Historical selectors such as `knapsack`, `knapsack-redundancy`, and `semantic-threshold` chunking remain available for ablation work, but the main pipeline is hybrid-greedy.

## Reproduce Paper Runs

LongBench v2 Modal pilot used in the current paper:

```bash
python -m modal run submission/longbench_eval/app.py::build_and_run \
  --output-dir submission/results/longbench_v2_modal_hybrid_greedy_83_latency \
  --limit 83 \
  --source-min-tokens 8000 \
  --source-max-tokens 24000 \
  --max-scanned 503 \
  --model-id Qwen/Qwen2.5-14B-Instruct \
  --batch-size 1 \
  --context-order score-then-source \
  --latency-mode
```

See [`submission/source_code_manifest.md`](submission/source_code_manifest.md) for the full artifact map.

## Repository Layout

```text
src/tokenpack/                     Python package and CLI implementation
tests/                             Unit and smoke tests
assets/                            README visual result assets
examples/                          Small local examples for the CLI
submission/paper/                  LaTeX paper source, tables, figures
submission/experiments/            QASPER, LongBench, compression, and ablation scripts
submission/results/                Paper result artifacts and readouts
submission/longbench_eval/         Modal LongBench v2 generation harness
submission/modal_generation_eval/  Modal QASPER generation/judge harness
```

## Notes

- The default workflow is output-first: create a packed context file and send that file to your own LLM.
- Ollama is not required for `pack`; MCP support is optional and local-first.
- Evidence-hybrid scoring weights are engineering defaults.
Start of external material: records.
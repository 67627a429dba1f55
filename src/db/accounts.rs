use sqlx::SqlitePool;
use uuid::Uuid;

use super::{now, Account};

pub struct NewAccount<'a> {
    pub username: &'a str,
    pub password_hash: &'a str,
}

/// `Ok(None)` when the username is already registered.
pub async fn create(db_pool: &SqlitePool, new: NewAccount<'_>) -> Result<Option<Account>, sqlx::Error> {
    let account = Account {
        id: Uuid::now_v7(),
        username: new.username.to_owned(),
        password_hash: new.password_hash.to_owned(),
        created_at: now(),
    };

    let inserted = sqlx::query("INSERT INTO accounts (id,username,password_hash,created_at) VALUES (?,?,?,?)")
        .bind(account.id)
        .bind(&account.username)
        .bind(&account.password_hash)
        .bind(account.created_at)
        .execute(db_pool)
        .await;

    match inserted {
        Ok(_) => Ok(Some(account)),
        Err(sqlx::Error::Database(e)) if e.is_unique_violation() => Ok(None),
        Err(e) => Err(e),
    }
}

pub async fn find(db_pool: &SqlitePool, id: Uuid) -> Result<Option<Account>, sqlx::Error> {
    sqlx::query_as("SELECT id,username,password_hash,created_at FROM accounts WHERE id=?")
        .bind(id)
        .fetch_optional(db_pool)
        .await
}

pub async fn find_by_username(db_pool: &SqlitePool, username: &str) -> Result<Option<Account>, sqlx::Error> {
    sqlx::query_as("SELECT id,username,password_hash,created_at FROM accounts WHERE username=?")
        .bind(username)
        .fetch_optional(db_pool)
        .await
}

#[cfg(test)]
mod tests {
    use super::*;
    use crate::db::test_pool;

    #[tokio::test]
    async fn usernames_are_unique() {
        let db_pool = test_pool().await;
        let first = create(&db_pool, NewAccount { username: "ranger", password_hash: "x" })
            .await
            .unwrap()
            .unwrap();
        let second = create(&db_pool, NewAccount { username: "ranger", password_hash: "y" })
            .await
            .unwrap();

        assert!(second.is_none());
        let found = find_by_username(&db_pool, "ranger").await.unwrap().unwrap();
        assert_eq!(found.id, first.id);
        assert_eq!(found.password_hash, "x");
        assert!(find(&db_pool, Uuid::now_v7()).await.unwrap().is_none());
    }
}
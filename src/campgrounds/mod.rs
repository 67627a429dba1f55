mod delete;
mod edit;
mod form;
mod index;
mod new;
mod show;

use axum::{routing::get, Router};

use crate::{comments, AppState};

pub fn router() -> Router<AppState> {
    Router::new()
        .route("/", get(index::index).post(new::create))
        .route("/new", get(new::new_page))
        .route("/{id}", get(show::show).put(edit::update).delete(delete::destroy))
        .route("/{id}/edit", get(edit::edit_page))
        .nest("/{id}/comments", comments::router())
}
use axum::{http::StatusCode, response::{IntoResponse, Response}};

pub type AppResult<T> = Result<T, AppError>;

/// Anything a handler could not turn into a flash message and a redirect.
#[derive(Debug)]
pub struct AppError(pub anyhow::Error);

impl IntoResponse for AppError {
    fn into_response(self) -> Response {
        tracing::error!("request failed: {:#}\n{}", self.0, self.0.backtrace());
        (
            StatusCode::INTERNAL_SERVER_ERROR,
            "Something went wrong on our end.",
        )
            .into_response()
    }
}

impl<E> From<E> for AppError
where
    E: Into<anyhow::Error>,
{
    fn from(err: E) -> Self {
        Self(err.into())
    }
}
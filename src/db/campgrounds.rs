use sqlx::SqlitePool;
use uuid::Uuid;

use super::{now, Account, Campground};

const COLUMNS: &str = "id,name,description,image,image_id,author_id,author_username,created_at";

pub struct NewCampground<'a> {
    pub name: &'a str,
    pub description: &'a str,
    pub image: &'a str,
    pub image_id: &'a str,
}

/// Fields an owner may change. A `None` image keeps the current one.
pub struct CampgroundChanges<'a> {
    pub name: &'a str,
    pub description: &'a str,
    pub image: Option<(&'a str, &'a str)>,
}

pub async fn create(db_pool: &SqlitePool, author: &Account, new: NewCampground<'_>) -> Result<Campground, sqlx::Error> {
    let campground = Campground {
        id: Uuid::now_v7(),
        name: new.name.to_owned(),
        description: new.description.to_owned(),
        image: new.image.to_owned(),
        image_id: new.image_id.to_owned(),
        author_id: author.id,
        author_username: author.username.clone(),
        created_at: now(),
    };

    sqlx::query(&format!("INSERT INTO campgrounds ({COLUMNS}) VALUES (?,?,?,?,?,?,?,?)"))
        .bind(campground.id)
        .bind(&campground.name)
        .bind(&campground.description)
        .bind(&campground.image)
        .bind(&campground.image_id)
        .bind(campground.author_id)
        .bind(&campground.author_username)
        .bind(campground.created_at)
        .execute(db_pool)
        .await?;

    Ok(campground)
}

pub async fn all(db_pool: &SqlitePool) -> Result<Vec<Campground>, sqlx::Error> {
    sqlx::query_as(&format!("SELECT {COLUMNS} FROM campgrounds ORDER BY created_at DESC, id DESC"))
        .fetch_all(db_pool)
        .await
}

pub async fn find(db_pool: &SqlitePool, id: Uuid) -> Result<Option<Campground>, sqlx::Error> {
    sqlx::query_as(&format!("SELECT {COLUMNS} FROM campgrounds WHERE id=?"))
        .bind(id)
        .fetch_optional(db_pool)
        .await
}

pub async fn update(db_pool: &SqlitePool, id: Uuid, changes: CampgroundChanges<'_>) -> Result<(), sqlx::Error> {
    match changes.image {
        Some((image, image_id)) => {
            sqlx::query("UPDATE campgrounds SET name=?,description=?,image=?,image_id=? WHERE id=?")
                .bind(changes.name)
                .bind(changes.description)
                .bind(image)
                .bind(image_id)
                .bind(id)
                .execute(db_pool)
                .await?;
        }
        None => {
            sqlx::query("UPDATE campgrounds SET name=?,description=? WHERE id=?")
                .bind(changes.name)
                .bind(changes.description)
                .bind(id)
                .execute(db_pool)
                .await?;
        }
    }
    Ok(())
}

/// Removes the campground together with every comment attached to it.
/// Returns how many comments went with it.
pub async fn delete(db_pool: &SqlitePool, id: Uuid) -> Result<u64, sqlx::Error> {
    let mut tx = db_pool.begin().await?;

    let comments = sqlx::query("DELETE FROM comments WHERE campground_id=?")
        .bind(id)
        .execute(&mut *tx)
        .await?
        .rows_affected();

    sqlx::query("DELETE FROM campgrounds WHERE id=?")
        .bind(id)
        .execute(&mut *tx)
        .await?;

    tx.commit().await?;
    Ok(comments)
}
The paper calls out weight calibration as future work.

## Limitations

- The LLM answer-quality experiments are pilot-scale and were not fully human-reviewed.
- QASPER results primarily measure evidence preservation, not end-to-end human-judged answer quality.
- LongBench v2 results are descriptive pilot results, not a statistically definitive benchmark claim.
- TokenPack-RAG improves context selection, but it cannot recover information that is missing from the source or unreadable after extraction.
- The default scoring weights are engineering defaults; stronger calibration is future work.

## License

TokenPack-RAG is licensed under the Business Source License 1.1. See [`LICENSE`](LICENSE).

## Citation

If you use TokenPack-RAG in research, cite the paper PDF in [`submission/TokenPack-paper.pdf`](submission/TokenPack-paper.pdf). A BibTeX entry will be added when the public preprint is available.